I’ve moved around a lot recently. Almost two years ago I quit a job that was killing me and seven months after that, I found a part-time job I loved. Nine months after that I separated from my husband and moved out on my own (well, technically I moved in with a cat, but that’s another story). Just a few months later, I have a full time job that I love and I decide to resurrect my blog-life with a fresh, new domain name.

And that brings us here. And if you’re here, then you’re either one of my long-time internet friends, a real-life friend, or I owe you money. In which case I say, “Hi friends!” and “Man, I swear I sent that check two days ago, the post office ain’t what it used to be, and when you get it don’t be mad that it’s post dated about three months from now, okay?”

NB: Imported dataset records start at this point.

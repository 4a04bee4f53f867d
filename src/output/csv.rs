//! CSV output formatting for network rows.

use super::NetworkRow;
use crate::models::Address;
use itertools::Itertools;

/// Column header line.
pub const CSV_HEADER: &str = "Subnet,Prefix,Netmask,Wildcard Mask,First Usable,Last Usable,Broadcast,Total Addresses,Usable Hosts,Label";

/// Quote a field if it contains a comma or double quote.
pub fn escape_csv_field(input: &str) -> String {
    if input.contains(',') || input.contains('"') {
        // enclose in double quotes and double any inner quotes
        let escaped = input.replace('"', "\"\"");
        format!("\"{escaped}\"")
    } else {
        input.to_string()
    }
}

fn usable_field(address: Option<Address>) -> String {
    address
        .map(|a| a.to_string())
        .unwrap_or_else(|| "N/A".to_string())
}

/// Render one data row, without trailing newline.
pub fn csv_row(row: &NetworkRow) -> String {
    [
        row.subnet.to_string(),
        row.prefix.to_string(),
        row.netmask.to_string(),
        row.wildcard_mask.to_string(),
        usable_field(row.first_usable),
        usable_field(row.last_usable),
        row.broadcast.to_string(),
        row.total_addresses.to_string(),
        row.usable_hosts.to_string(),
        row.label.clone().unwrap_or_default(),
    ]
    .iter()
    .map(|field| escape_csv_field(field))
    .join(",")
}

/// Render the header and all rows, one line each.
pub fn to_csv(rows: &[NetworkRow]) -> String {
    log::debug!("to_csv() rows={}", rows.len());
    let mut out = String::from(CSV_HEADER);
    out.push('\n');
    for row in rows {
        out.push_str(&csv_row(row));
        out.push('\n');
    }
    out
}

#[cfg(test)]
mod tests {
    use super::*;
    use crate::models::Network;

    #[test]
    fn test_escape_csv_field() {
        assert_eq!(escape_csv_field("plain"), "plain");
        assert_eq!(escape_csv_field("a,b"), "\"a,b\"");
        assert_eq!(escape_csv_field("say \"hi\""), "\"say \"\"hi\"\"\"");
        assert_eq!(escape_csv_field(""), "");
    }

    #[test]
    fn test_csv_row() {
        let network: Network = "10.0.0.0/26".parse().unwrap();
        let row = NetworkRow::new(&network, Some("web, front".to_string()), false);
        assert_eq!(
            csv_row(&row),
            "10.0.0.0,26,255.255.255.192,0.0.0.63,10.0.0.1,10.0.0.62,10.0.0.63,64,62,\"web, front\""
        );
    }

    #[test]
    fn test_csv_row_no_usable() {
        let network: Network = "10.0.0.8/31".parse().unwrap();
        let row = NetworkRow::new(&network, None, false);
        assert_eq!(
            csv_row(&row),
            "10.0.0.8,31,255.255.255.254,0.0.0.1,N/A,N/A,10.0.0.9,2,0,"
        );
    }

    #[test]
    fn test_to_csv() {
        let network: Network = "192.168.1.0/30".parse().unwrap();
        let csv = to_csv(&[NetworkRow::new(&network, None, false)]);
        let lines: Vec<&str> = csv.lines().collect();
        assert_eq!(lines.len(), 2);
        assert_eq!(lines[0], CSV_HEADER);
        assert_eq!(
            lines[1],
            "192.168.1.0,30,255.255.255.252,0.0.0.3,192.168.1.1,192.168.1.2,192.168.1.3,4,2,"
        );
    }
}
//! Stopwatch and countdown timers for the browser.
//!
//! Both timers share one drift-free [`engine::TimerEngine`]: the value shown is
//! always recomputed from a monotonic clock and a couple of anchor timestamps,
//! never summed from frame-to-frame increments. Controllers wrap an engine with
//! a per-frame [`render_loop::RenderLoop`] and talk to the page only through the
//! small traits in [`sinks`] and [`preferences`], so everything except the
//! [`browser`] adapters runs and is tested natively.

pub mod browser;
pub mod clock;
pub mod config;
pub mod controller;
pub mod engine;
pub mod format;
pub mod input;
pub mod laps;
pub mod preferences;
pub mod render_loop;
pub mod shortcuts;
pub mod sinks;

pub use clock::{Instant, ManualClock, MonotonicClock};
pub use controller::{CountdownController, StopwatchController};
pub use engine::{Direction, Tick, TimerEngine, TimerState};
pub use input::DurationInput;
pub use laps::{LapRecorder, LapRow};
pub use preferences::{Mode, Preferences, SettingsStore};
pub use render_loop::{FrameScheduler, ManualFrames, RenderLoop};
pub use sinks::{AlertSink, DisplaySink};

One of the moves I hope to make in the near future is into your home. No, don’t go changing your locks or boarding up your dog door. This is the internet, we speak figuratively here, especially since “here” isn’t even really a place, it only exists as ones and zeros on some server buried within a corporate compound, and “we” are nameless, faceless masses huddled over the glare of our computer screens desperate for some kind of contact other than the cold, plastic press of the keyboard beneath our trembling fingers.

Ahem. Anywhoo . . .

I am planning on publishing a book soon. A book you can purchase and either read as pixels on a computer screen or as a paper relic you can hold in your grubby, clammy hands. What will the book be about, you may ask? Well, after praising you for your inquisitiveness, I will tell you the book will be about robots, and demons, and monsters of our own making, and monsters made for us, and dogs, quite a few dogs. Curious? Then this new blog has accomplished one of its missions, which is to stir up interest in my writing projects. The other mission is to generally entertain, which I hope I have done with this here post you just spent your precious time reading.

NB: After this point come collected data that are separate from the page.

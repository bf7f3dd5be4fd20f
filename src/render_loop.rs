//! Per-frame callback loop.
//!
//! A [`RenderLoop`] keeps at most one frame request outstanding and re-arms
//! itself after each frame until it is stopped or its callback breaks. Where the
//! frames come from is behind [`FrameScheduler`]: the browser's
//! `requestAnimationFrame` in the app, [`ManualFrames`] in tests.

use log::warn;
use std::cell::{Cell, RefCell};
use std::ops::ControlFlow;
use std::rc::{Rc, Weak};

/// Source of display frames.
///
/// Implementations only ever need to hold one outstanding request for a given
/// loop; a request is either fired once or cancelled.
pub trait FrameScheduler {
    type Handle;

    /// Arrange for `callback` to run once on the next frame. `None` means frames
    /// are unavailable in this environment.
    fn request_frame(&self, callback: Rc<dyn Fn()>) -> Option<Self::Handle>;

    fn cancel_frame(&self, handle: Self::Handle);
}

type FrameFn = Box<dyn FnMut() -> ControlFlow<()>>;

struct Shared<S: FrameScheduler> {
    scheduler: S,
    pending: RefCell<Option<S::Handle>>,
    on_frame: RefCell<Option<FrameFn>>,
    // Bumped on every start/stop so frames from an older registration are inert.
    generation: Cell<u64>,
    active: Cell<bool>,
}

pub struct RenderLoop<S: FrameScheduler + 'static> {
    shared: Rc<Shared<S>>,
}

impl<S: FrameScheduler + 'static> RenderLoop<S> {
    pub fn new(scheduler: S) -> Self {
        Self {
            shared: Rc::new(Shared {
                scheduler,
                pending: RefCell::new(None),
                on_frame: RefCell::new(None),
                generation: Cell::new(0),
                active: Cell::new(false),
            }),
        }
    }

    /// Run `on_frame` once per frame until [`RenderLoop::stop`] is called or the
    /// callback returns `ControlFlow::Break`. Any previous registration is
    /// stopped first.
    pub fn start<F>(&self, on_frame: F)
    where
        F: FnMut() -> ControlFlow<()> + 'static,
    {
        self.stop();
        let generation = self.shared.bump_generation();
        *self.shared.on_frame.borrow_mut() = Some(Box::new(on_frame));
        self.shared.active.set(true);
        Shared::schedule(&self.shared, generation);
    }

    /// Cancel the pending frame, if any. Safe to call at any time, including from
    /// inside the frame callback.
    pub fn stop(&self) {
        let shared = &self.shared;
        shared.bump_generation();
        shared.active.set(false);
        let pending = shared.pending.borrow_mut().take();
        if let Some(handle) = pending {
            shared.scheduler.cancel_frame(handle);
        }
        let callback = shared.on_frame.borrow_mut().take();
        drop(callback);
    }

    pub fn is_running(&self) -> bool {
        self.shared.active.get()
    }

    pub fn scheduler(&self) -> &S {
        &self.shared.scheduler
    }
}

impl<S: FrameScheduler + 'static> Drop for RenderLoop<S> {
    fn drop(&mut self) {
        self.stop();
    }
}

impl<S: FrameScheduler + 'static> Shared<S> {
    fn bump_generation(&self) -> u64 {
        let next = self.generation.get().wrapping_add(1);
        self.generation.set(next);
        next
    }

    fn schedule(shared: &Rc<Self>, generation: u64) {
        let weak: Weak<Self> = Rc::downgrade(shared);
        let callback: Rc<dyn Fn()> = Rc::new(move || {
            if let Some(shared) = weak.upgrade() {
                Shared::run_frame(&shared, generation);
            }
        });
        match shared.scheduler.request_frame(callback) {
            Some(handle) => *shared.pending.borrow_mut() = Some(handle),
            None => {
                warn!("display frames unavailable, render loop not started");
                shared.active.set(false);
                let callback = shared.on_frame.borrow_mut().take();
                drop(callback);
            }
        }
    }

    fn run_frame(shared: &Rc<Self>, generation: u64) {
        if shared.generation.get() != generation {
            return;
        }
        let fired = shared.pending.borrow_mut().take();
        drop(fired);
        let taken = shared.on_frame.borrow_mut().take();
        let Some(mut on_frame) = taken else {
            return;
        };

        let flow = on_frame();

        // The callback may have stopped or restarted this loop.
        if shared.generation.get() != generation {
            return;
        }
        match flow {
            ControlFlow::Continue(()) => {
                *shared.on_frame.borrow_mut() = Some(on_frame);
                Shared::schedule(shared, generation);
            }
            ControlFlow::Break(()) => {
                shared.bump_generation();
                shared.active.set(false);
            }
        }
    }
}

#[derive(Default)]
struct ManualQueue {
    next_id: u64,
    queued: Vec<(u64, Rc<dyn Fn()>)>,
}

/// Frames fired by hand. Clones share one queue.
#[derive(Clone, Default)]
pub struct ManualFrames {
    queue: Rc<RefCell<ManualQueue>>,
}

impl ManualFrames {
    pub fn new() -> Self {
        Self::default()
    }

    /// Run every callback requested before this call and return how many ran.
    /// Requests made while firing wait for the next call.
    pub fn fire(&self) -> usize {
        let due = std::mem::take(&mut self.queue.borrow_mut().queued);
        let count = due.len();
        for (_, callback) in due {
            callback();
        }
        count
    }

    pub fn pending(&self) -> usize {
        self.queue.borrow().queued.len()
    }
}

impl FrameScheduler for ManualFrames {
    type Handle = u64;

    fn request_frame(&self, callback: Rc<dyn Fn()>) -> Option<u64> {
        let mut queue = self.queue.borrow_mut();
        queue.next_id += 1;
        let id = queue.next_id;
        queue.queued.push((id, callback));
        Some(id)
    }

    fn cancel_frame(&self, handle: u64) {
        self.queue.borrow_mut().queued.retain(|(id, _)| *id != handle);
    }
}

At this new home of mine you can expect updates on the book (a collection of short stories, to be specific), news about any other writing projects, scraps of random fiction (maybe even including a monthly story based on a paper toy I assemble), all sprinkled liberally with the coarsely-ground peppercorns of my life. Or maybe my life is more like a nutmeg that you grate. Oooh, no, it’s like garlic squeezed through one of those press things that are hell to clean because there’s moving parts and the garlic gets stuck in that mesh shit and it doesn’t fully disassemble and top rack only my ass.

So, yeah. Welcome. For those of you I’ve missed over these many months away from blogland, I look forward to catching up. And for those of you that are new, I . . . um, I’m just gonna say I’m sorry now to save time.